'''
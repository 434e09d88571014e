use std::fmt;

/// Printer state as reported by OctoPrint's `state.text`.
#[derive(Debug, Clone, PartialEq, Eq)]
pub enum PrinterStatus {
    Operational,
    Printing,
    Disconnected,
    Unknown(String),
}

impl PrinterStatus {
    pub fn from_text(text: &str) -> Self {
        match text.trim() {
            "Operational" => PrinterStatus::Operational,
            "Printing" => PrinterStatus::Printing,
            "Disconnected" => PrinterStatus::Disconnected,
            other => PrinterStatus::Unknown(other.to_string()),
        }
    }
}

/// A recognised state that can be shown on the strip.
#[derive(Debug, Clone, Copy, PartialEq, Eq)]
pub enum BaseState {
    Operational,
    Printing,
    Disconnected,
}

impl BaseState {
    pub fn is_connected(self) -> bool {
        !matches!(self, BaseState::Disconnected)
    }
}

impl fmt::Display for BaseState {
    fn fmt(&self, f: &mut fmt::Formatter<'_>) -> fmt::Result {
        match self {
            BaseState::Operational => write!(f, "Operational"),
            BaseState::Printing => write!(f, "Printing"),
            BaseState::Disconnected => write!(f, "Disconnected"),
        }
    }
}

/// What the strip currently shows. Starts as `Unset` on every process start.
#[derive(Debug, Clone, Copy, PartialEq, Eq, Default)]
pub enum DisplayState {
    #[default]
    Unset,
    Rendered(BaseState),
}

impl DisplayState {
    pub fn connectivity(self) -> Option<bool> {
        match self {
            DisplayState::Unset => None,
            DisplayState::Rendered(state) => Some(state.is_connected()),
        }
    }
}

/// The outcome of one tick's queries.
#[derive(Debug, Clone, PartialEq, Eq)]
pub enum Observation {
    /// The connectivity probe failed.
    Unreachable,
    Reported(PrinterStatus),
}

#[derive(Debug, Clone, Copy, PartialEq, Eq)]
pub enum Fade {
    ToOperational,
    ToDisconnected,
}

/// Position of the relay line; mirrors printer connectivity.
#[derive(Debug, Clone, Copy, PartialEq, Eq)]
pub enum RelayPosition {
    /// `out`, printer connected.
    Active,
    /// `in`, printer disconnected.
    Inactive,
}

/// Side effects to run for one tick.
#[derive(Debug, Clone, Copy, PartialEq, Eq, Default)]
pub struct Edges {
    pub fade: Option<Fade>,
    pub relay: Option<RelayPosition>,
    pub render_progress: bool,
}

impl Edges {
    pub fn none() -> Self {
        Self::default()
    }
}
'''
__Exercise instructions__.
Transcribe word for word the lines from the one holding "impl fmt::Display for" to the last line of the listing above, inclusive.

__Output for this task__.
impl fmt::Display for BaseState {
    fn fmt(&self, f: &mut fmt::Formatter<'_>) -> fmt::Result {
        match self {
            BaseState::Operational => write!(f, "Operational"),
            BaseState::Printing => write!(f, "Printing"),
            BaseState::Disconnected => write!(f, "Disconnected"),
        }
    }
}

/// What the strip currently shows. Starts as `Unset` on every process start.
#[derive(Debug, Clone, Copy, PartialEq, Eq, Default)]
pub enum DisplayState {
    #[default]
    Unset,
    Rendered(BaseState),
}

impl DisplayState {
    pub fn connectivity(self) -> Option<bool> {
        match self {
            DisplayState::Unset => None,
            DisplayState::Rendered(state) => Some(state.is_connected()),
        }
    }
}

/// The outcome of one tick's queries.
#[derive(Debug, Clone, PartialEq, Eq)]
pub enum Observation {
    /// The connectivity probe failed.
    Unreachable,
    Reported(PrinterStatus),
}

#[derive(Debug, Clone, Copy, PartialEq, Eq)]
pub enum Fade {
    ToOperational,
    ToDisconnected,
}

/// Position of the relay line; mirrors printer connectivity.
#[derive(Debug, Clone, Copy, PartialEq, Eq)]
pub enum RelayPosition {
    /// `out`, printer connected.
    Active,
    /// `in`, printer disconnected.
    Inactive,
}

/// Side effects to run for one tick.
#[derive(Debug, Clone, Copy, PartialEq, Eq, Default)]
pub struct Edges {
    pub fade: Option<Fade>,
    pub relay: Option<RelayPosition>,
    pub render_progress: bool,
}

impl Edges {
    pub fn none() -> Self {
        Self::default()
    }
}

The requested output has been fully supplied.